Records for the task START
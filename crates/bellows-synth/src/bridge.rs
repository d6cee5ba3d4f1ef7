//! Lock-free control ↔ audio thread communication.
//!
//! The audio thread owns the [`VoiceEngine`] inside a [`RealtimeEngine`].
//! Control threads talk to it through a cloneable [`EngineHandle`]:
//!
//! - note commands travel over a bounded `crossbeam-channel`; sends never
//!   block, and a full queue drops the command and counts it;
//! - master volume is a bit-cast f32 in an atomic;
//! - a shared running flag hard-mutes the engine once cleared.
//!
//! The audio side drains pending commands at the start of every buffer and
//! never takes a lock.

use std::sync::Arc;
use std::sync::atomic::{AtomicBool, AtomicU32, AtomicU64, Ordering};

use crossbeam_channel::{Receiver, Sender, TrySendError, bounded};

use crate::engine::{EngineControl, VoiceEngine};
use crate::voice::MidiNote;

/// Default depth of the note command queue.
pub const DEFAULT_COMMAND_CAPACITY: usize = 256;

/// A command for the audio thread.
#[derive(Debug, Clone, Copy, PartialEq, Eq)]
pub enum EngineCommand {
    /// Start or resume a note.
    NoteOn(MidiNote),
    /// Release a note.
    NoteOff(MidiNote),
}

/// A thread-safe f32 in `[0, 1]` using bit-cast storage.
///
/// Control thread writes, audio thread reads. No locks, no allocations.
#[derive(Debug)]
pub struct AtomicVolume {
    value: AtomicU32,
}

impl AtomicVolume {
    /// Create with an initial value (clamped).
    pub fn new(initial: f32) -> Self {
        Self {
            value: AtomicU32::new(initial.clamp(0.0, 1.0).to_bits()),
        }
    }

    /// Store a new value. Non-finite values are ignored.
    #[inline]
    pub fn set(&self, v: f32) {
        if v.is_finite() {
            self.value
                .store(v.clamp(0.0, 1.0).to_bits(), Ordering::Release);
        }
    }

    /// Load the current value.
    #[inline]
    pub fn get(&self) -> f32 {
        f32::from_bits(self.value.load(Ordering::Acquire))
    }
}

#[derive(Debug)]
struct Shared {
    master_volume: AtomicVolume,
    running: AtomicBool,
    dropped: AtomicU64,
}

/// Control-thread side of the engine.
#[derive(Debug, Clone)]
pub struct EngineHandle {
    commands: Sender<EngineCommand>,
    shared: Arc<Shared>,
}

impl EngineHandle {
    /// Queue a command without blocking. Returns `false` if it was dropped.
    pub fn send(&self, command: EngineCommand) -> bool {
        match self.commands.try_send(command) {
            Ok(()) => true,
            Err(TrySendError::Full(_) | TrySendError::Disconnected(_)) => {
                self.shared.dropped.fetch_add(1, Ordering::Relaxed);
                false
            }
        }
    }

    /// Hard-mute the engine. The audio thread silences all voices on its
    /// next buffer and outputs zeros from then on.
    pub fn stop(&self) {
        self.shared.running.store(false, Ordering::Release);
    }

    /// Resume rendering after [`stop`](Self::stop).
    pub fn start(&self) {
        self.shared.running.store(true, Ordering::Release);
    }

    /// Whether the engine is rendering.
    pub fn is_running(&self) -> bool {
        self.shared.running.load(Ordering::Acquire)
    }

    /// Master volume as last set from the control side.
    pub fn master_volume(&self) -> f32 {
        self.shared.master_volume.get()
    }

    /// Commands dropped because the queue was full or the engine was gone.
    pub fn dropped_commands(&self) -> u64 {
        self.shared.dropped.load(Ordering::Relaxed)
    }
}

impl EngineControl for EngineHandle {
    fn note_on(&mut self, note: MidiNote) {
        self.send(EngineCommand::NoteOn(note));
    }

    fn note_off(&mut self, note: MidiNote) {
        self.send(EngineCommand::NoteOff(note));
    }

    fn set_master_volume(&mut self, volume: f32) {
        self.shared.master_volume.set(volume);
    }
}

/// Audio-thread side of the engine.
#[derive(Debug)]
pub struct RealtimeEngine {
    engine: VoiceEngine,
    commands: Receiver<EngineCommand>,
    shared: Arc<Shared>,
}

impl RealtimeEngine {
    /// Render one output buffer.
    ///
    /// Applies queued commands and the latest master volume, then renders.
    /// Once the running flag is cleared the engine is hard-muted and the
    /// buffer is filled with silence.
    pub fn process(&mut self, out: &mut [f32]) {
        let running = self.shared.running.load(Ordering::Acquire);
        if running != self.engine.is_running() {
            if running {
                self.engine.start();
            } else {
                self.engine.stop();
            }
        }
        if !running {
            // Commands queued while stopped are stale.
            while self.commands.try_recv().is_ok() {}
            out.fill(0.0);
            return;
        }

        while let Ok(command) = self.commands.try_recv() {
            match command {
                EngineCommand::NoteOn(note) => self.engine.note_on(note),
                EngineCommand::NoteOff(note) => self.engine.note_off(note),
            }
        }
        self.engine
            .set_master_volume(self.shared.master_volume.get());
        self.engine.render(out);
    }

    /// The wrapped engine.
    pub fn engine(&self) -> &VoiceEngine {
        &self.engine
    }
}

/// Split an engine into its control handle and audio-thread half.
///
/// # Example
///
/// ```rust
/// use bellows_synth::{EngineControl, EngineSettings, VoiceEngine, realtime_engine};
///
/// let (mut handle, mut rt) = realtime_engine(VoiceEngine::new(EngineSettings::default()), 64);
/// handle.note_on(60);
///
/// let mut buffer = [0.0f32; 256];
/// rt.process(&mut buffer);
/// assert_eq!(rt.engine().active_voice_count(), 1);
/// ```
pub fn realtime_engine(
    engine: VoiceEngine,
    command_capacity: usize,
) -> (EngineHandle, RealtimeEngine) {
    let (tx, rx) = bounded(command_capacity.max(1));
    let shared = Arc::new(Shared {
        master_volume: AtomicVolume::new(engine.master_volume()),
        running: AtomicBool::new(engine.is_running()),
        dropped: AtomicU64::new(0),
    });
    let handle = EngineHandle {
        commands: tx,
        shared: Arc::clone(&shared),
    };
    let realtime = RealtimeEngine {
        engine,
        commands: rx,
        shared,
    };
    (handle, realtime)
}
Records for the task END
**Task objective**
Go through the data above and find the lines with the word "Release". Copy each of those lines.

**Answer to the exercise**
    /// Release a note.
                .store(v.clamp(0.0, 1.0).to_bits(), Ordering::Release);
        self.shared.running.store(false, Ordering::Release);
        self.shared.running.store(true, Ordering::Release);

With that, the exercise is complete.